After reading O'Conner's essay addressing her own creative process, I found myself interested in what Katherine Porter says of her own. In a letter to Glenway Wescott, p.102, she says:
I spend my life thinking about technique, method, style--the only time I do not
think of them at all is when I am writing! This is a kind of madness. . .
She sounds a little like O'Conner who, in her essay, initially claims she can't really identify her process, she just writes.

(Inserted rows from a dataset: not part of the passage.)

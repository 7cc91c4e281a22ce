//! Build-time rewriting of compiled JVM classes for multi-platform projects
//!
//! Methods annotated with `@ExpectPlatform` are turned into stubs that forward to an
//! implementation class for the platform being built (see [`transform::TransformExpectPlatform`]),
//! and references to the `ArchitecturyTarget` placeholder are pointed at a small synthesized class
//! that reports the current platform (see [`transform::RemapInjectables`]).

pub mod jvm;
pub mod transform;
pub mod util;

Another letter I found interesting was one to Josephine Herbst, p.109, who wrote the story Man of Steel which contains a character, Miranda, who I guess is Katherine Porter (I'd love to get my hands on that story). This letter is her reaction upon reading her friends depiction of her. She doesn't say that she is opposed, but I get the impression that Katherine isn't really thrilled about it. My impression comes from Porter's attitude and formula that she describes in her own writing:
. . .myself, I never used anybody I ever knew or any story about any one,
complete. My device is to begin more or less with an episode form life,or
with a certain character; but immediately the episode changes and the
original character disappears. I cannot help it. I find it utterly
impossible to make a report, as such. I like taking a kind of person, and
inventing for him or her a set of experiences which might well have happened to
that person. But they never did happen, except in the story. . . . I must
either write friction, or report the facts. The combination for me is
deadly.
Porter makes another statement I like in a letter commenting on a review of her work, in a letter to Barbara Wescott, p. 133. Speaking of artist in general and using an idea she has studied in a Thiberge textbook she says:
[Thiberge] insists on "spontaneite rigoreusement controle" and isn't that
a wonderful statement of what must happen in any work of art? Great
dancers, bullfighters, automobile racers, painters, tight rope walkers,
writers--all have it, or they couldn't be great. The potential ability to
split a hair at one stroke. It always looks so easy and simple. So,
well regulated chaos is just what I mean . . .
It is interesting to see who she considers artists.
I have not read all her letters, and have skipped around. I'd love to hear about anything you've read about Porter's perspectives on the writing process.
My favorite letter, as of yet, I won't speak about here, but I'd love to hear any one's reaction to is to Edward Schwartz, p.547. It addresses women's perspectives and feminism verses Freud's thoughts. I didn't realize she was so anti-Semitic, but again, loved what she says about women. I shared it with my husband and will be sharing forever with people about women.